Tenda itu milik warga RT 09 RW 04 Kelurahan Rawajati, Pancoran, Jakarta Selatan. Tenda telah dipasang sejak 1 September 2016 malam, setelah dua unit eskavator menghancurkan puluhan bangunan di bantaran rel kereta api hingga rata dengan tanah.
Hanya ada lima orang di dalam tenda yang panjangnya sekitar 15 meter. Meskipun siang hari, tidak banyak cahaya yang menerobos ke dalam tenda. Di dalam tenda, para pengungsi Rawa Jati sedang berbincang sambil merebahkan badan.
“Kami nungguin tenda. Enggak berani ninggalin tenda sampai kosong, takut tiba-tiba digusur sama Satpol PP,” ujar Nurlela, pengungsi Rawajati yang sudah tinggal belasan tahun di tanah milik pemerintah itu belum lama ini.

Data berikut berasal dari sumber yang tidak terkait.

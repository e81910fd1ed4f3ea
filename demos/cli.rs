use equation_solver::{
    deadline::Deadline, solve_equation, vocabulary::Vocabulary,
};
use std::io::{BufRead, BufReader};

fn main() -> Result<(), Box<dyn std::error::Error>> {
    let vocab = Vocabulary::default();
    let stdin = std::io::stdin();

    for line in BufReader::new(stdin.lock()).lines() {
        let line = line?;
        if line.trim().is_empty() {
            continue;
        }

        match solve_equation(&line, &vocab, &Deadline::never()) {
            Ok(solutions) => println!("{} => {}", line.trim(), solutions),
            Err(e) => eprintln!(
                "Unable to solve \"{}\": {}",
                line.trim(),
                e.public_message()
            ),
        }
    }

    Ok(())
}
//! Data models for tasks.
//!
//! This module holds the persisted task record and the value types built
//! around it. Display implementations live in [`crate::display::models`] so
//! the data structures stay free of presentation logic.
//!
//! Every persisted type serializes with camelCase field names, matching the
//! on-disk `tasks.json` document:
//!
//! ```json
//! {
//!   "tasks": [
//!     {
//!       "id": "0b3c4e5f-1a2b-4c3d-8e9f-0a1b2c3d4e5f",
//!       "name": "Add schema",
//!       "description": "Create the initial tables",
//!       "status": "pending",
//!       "dependencies": [{ "taskId": "..." }],
//!       "createdAt": "2024-01-01T00:00:00Z",
//!       "updatedAt": "2024-01-01T00:00:00Z"
//!     }
//!   ]
//! }
//! ```
//!
//! # Examples
//!
//! ```rust
//! use jiff::Timestamp;
//! use waypoint_core::models::{Task, TaskStatus};
//!
//! let task = Task::new("Add schema", "Create the initial tables", Timestamp::now());
//! assert_eq!(task.status, TaskStatus::Pending);
//! assert!(task.dependencies.is_empty());
//! println!("{}", task); // Markdown with header, status and timestamps
//! ```

pub mod complexity;
pub mod filters;
pub mod requests;
pub mod status;
pub mod summary;
pub mod task;


pub use complexity::{ComplexityAssessment, ComplexityLevel, ComplexityMetrics};
pub use filters::TaskFilter;
pub use requests::UpdateTaskRequest;
pub use status::TaskStatus;
pub use summary::StatusSummary;
pub use task::{RelatedFile, RelatedFileType, Task, TaskDependency};
//! Dependency reference resolution.

use std::{
    collections::{HashMap, HashSet},
    sync::LazyLock,
};

use regex::Regex;

use crate::models::{Task, TaskDependency};

static TASK_ID_PATTERN: LazyLock<Regex> = LazyLock::new(|| {
    Regex::new(r"(?i)^[0-9a-f]{8}-[0-9a-f]{4}-[0-9a-f]{4}-[0-9a-f]{4}-[0-9a-f]{12}$")
        .expect("task id pattern is a valid regex")
});

/// Whether `reference` has the textual shape of a task UUID.
///
/// # Examples
///
/// ```rust
/// use waypoint_core::engine::is_task_id;
///
/// assert!(is_task_id("0B3C4E5F-1A2B-4C3D-8E9F-0A1B2C3D4E5F"));
/// assert!(!is_task_id("Add schema"));
/// ```
pub fn is_task_id(reference: &str) -> bool {
    TASK_ID_PATTERN.is_match(reference)
}

/// Maps dependency references onto task ids.
///
/// A reference shaped like a UUID must name a known id; anything else is
/// looked up as a task name. References that match neither are dropped.
#[derive(Debug, Clone, Default)]
pub struct DependencyResolver {
    name_to_id: HashMap<String, String>,
    known_ids: HashSet<String>,
}

impl DependencyResolver {
    pub fn new() -> Self {
        Self::default()
    }

    /// Resolver over an existing collection, every task both named and known.
    pub fn from_tasks<'a>(tasks: impl IntoIterator<Item = &'a Task>) -> Self {
        let mut resolver = Self::new();
        for task in tasks {
            resolver.register(task);
        }
        resolver
    }

    /// Maps `name` to `id`; a later mapping for the same name wins.
    pub fn insert_name(&mut self, name: impl Into<String>, id: impl Into<String>) {
        self.name_to_id.insert(name.into(), id.into());
    }

    /// Marks `id` as a valid target for UUID references.
    pub fn insert_known(&mut self, id: impl Into<String>) {
        self.known_ids.insert(id.into());
    }

    /// Names the task and marks its id as known.
    pub fn register(&mut self, task: &Task) {
        self.insert_name(&task.name, &task.id);
        self.insert_known(&task.id);
    }

    /// Id currently mapped to `name`.
    pub fn resolve_name(&self, name: &str) -> Option<&str> {
        self.name_to_id.get(name).map(String::as_str)
    }

    /// Resolves one reference, or `None` when it cannot be resolved.
    pub fn resolve(&self, reference: &str) -> Option<TaskDependency> {
        if is_task_id(reference) {
            self.known_ids
                .contains(reference)
                .then(|| TaskDependency::new(reference))
        } else {
            self.name_to_id.get(reference).map(TaskDependency::new)
        }
    }

    /// Resolves every reference in order, dropping the unresolved ones.
    /// Duplicates are kept.
    pub fn resolve_all<S: AsRef<str>>(&self, references: &[S]) -> Vec<TaskDependency> {
        references
            .iter()
            .filter_map(|reference| self.resolve(reference.as_ref()))
            .collect()
    }
}

#[cfg(test)]
mod tests {
    use super::*;

    const KNOWN: &str = "0b3c4e5f-1a2b-4c3d-8e9f-0a1b2c3d4e5f";
    const UNKNOWN: &str = "ffffffff-1a2b-4c3d-8e9f-0a1b2c3d4e5f";

    fn resolver() -> DependencyResolver {
        let mut resolver = DependencyResolver::new();
        resolver.insert_name("Schema", KNOWN);
        resolver.insert_known(KNOWN);
        resolver
    }

    #[test]
    fn test_uuid_reference_must_be_known() {
        let resolver = resolver();
        assert_eq!(resolver.resolve(KNOWN), Some(TaskDependency::new(KNOWN)));
        assert_eq!(resolver.resolve(UNKNOWN), None);
    }

    #[test]
    fn test_name_reference_uses_map() {
        let resolver = resolver();
        assert_eq!(resolver.resolve("Schema"), Some(TaskDependency::new(KNOWN)));
        assert_eq!(resolver.resolve("schema"), None);
        assert_eq!(resolver.resolve("Nope"), None);
    }

    #[test]
    fn test_later_name_mapping_wins() {
        let mut resolver = resolver();
        resolver.insert_name("Schema", UNKNOWN);
        assert_eq!(resolver.resolve("Schema"), Some(TaskDependency::new(UNKNOWN)));
    }

    #[test]
    fn test_resolve_all_drops_unresolved_and_keeps_duplicates() {
        let resolver = resolver();
        let deps = resolver.resolve_all(&["Schema", "Missing", KNOWN]);
        assert_eq!(
            deps,
            vec![TaskDependency::new(KNOWN), TaskDependency::new(KNOWN)]
        );
    }

    #[test]
    fn test_uuid_shape_is_case_insensitive() {
        assert!(is_task_id(&KNOWN.to_uppercase()));
        assert!(!is_task_id("0b3c4e5f1a2b4c3d8e9f0a1b2c3d4e5f"));
        assert!(!is_task_id(&format!("{KNOWN}0")));
    }
}
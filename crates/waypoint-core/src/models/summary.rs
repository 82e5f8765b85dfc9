//! Status counts over a task collection.

use serde::{Deserialize, Serialize};

use super::{Task, TaskStatus};

/// How many tasks sit in each status.
#[derive(Debug, Clone, Copy, Default, Serialize, Deserialize, PartialEq, Eq)]
#[serde(rename_all = "camelCase")]
pub struct StatusSummary {
    pub total: usize,
    pub pending: usize,
    pub in_progress: usize,
    pub completed: usize,
    pub blocked: usize,
}

impl StatusSummary {
    pub fn count(&self, status: TaskStatus) -> usize {
        match status {
            TaskStatus::Pending => self.pending,
            TaskStatus::InProgress => self.in_progress,
            TaskStatus::Completed => self.completed,
            TaskStatus::Blocked => self.blocked,
        }
    }
}

impl<'a> FromIterator<&'a Task> for StatusSummary {
    fn from_iter<I: IntoIterator<Item = &'a Task>>(iter: I) -> Self {
        let mut summary = Self::default();
        for task in iter {
            summary.total += 1;
            match task.status {
                TaskStatus::Pending => summary.pending += 1,
                TaskStatus::InProgress => summary.in_progress += 1,
                TaskStatus::Completed => summary.completed += 1,
                TaskStatus::Blocked => summary.blocked += 1,
            }
        }
        summary
    }
}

Sebelum digusur, Pemerintah Kota Administrasi Jakarta Selatan sudah menyediakan tempat tinggal bagi 60 Kepala Keluarga (KK) yang digusur, yakni di rumah susun Marunda, Jakarta Utara. Tetapi, sebagian besar warga menolak direlokasi ke rusun Marunda karena jaraknya yang cukup jauh dari tempat tinggal mereka di Rawa Jati.
Selain dianggap jauh, rusun Marunda dipandang tidak layak huni karena atapnya bocor. Mereka juga khawatir tidak bisa melanjutkan mata pencaharian mereka sebagai pedagang. “Dagangan kita gimana? Jualan di sana mah enggak akan laku, siapa yang mau beli? Kalau di sini kan laku banget,” kata ibu beranak tiga tersebut kepada Republika.co.id.
Baca juga, Warga Rawa Jati Tolak Dipindahkan, Ini Tanggapan Ahok.
Nurlela juga merisaukan sekolah bagi ketiga anaknya. Pasalnya, jarak rumahnya di Rawa Jati dengan sekolah sangat dekat. Bahkan bisa ditempuh dengan berjalan kaki. Menurut kabar yang ia dengar, jarak antara sekolah dan rusun Marunda cukup jauh. Ia juga menyangsikan kualitas sekolah di Marunda.
Walaupun tidur beralaskan aspal dan makan seadanya, para pengungsi masih kekeuh untuk bertahan di bawah tenda tersebut. Bukan hanya orang dewasa, anak-anak pun rela tinggal di pinggir jalan dengan keadaan yang tidak layak.
Suami Nurlela, Agus, mengaku tidak akan meninggalkan tenda pengungsi walaupun tidak nyaman. “Kita betah kok di sini, ya walaupun makan cuma pakai kangkung sama tahu. Yang pasti kami enggak akan menyerah,”
Agus mengaku mereka mendapat banyak bantuan dari berbagai lembaga nonpemerintah dan mahasiswa. Bantuan yang didapat para pengungsi adalah genset, dapur mini, serta bahan makanan. Namun, pria yang berprofesi sebagai tukang ojek online ini mengaku tidak mendapat sedikit pun uluran tangan dari pemerintah.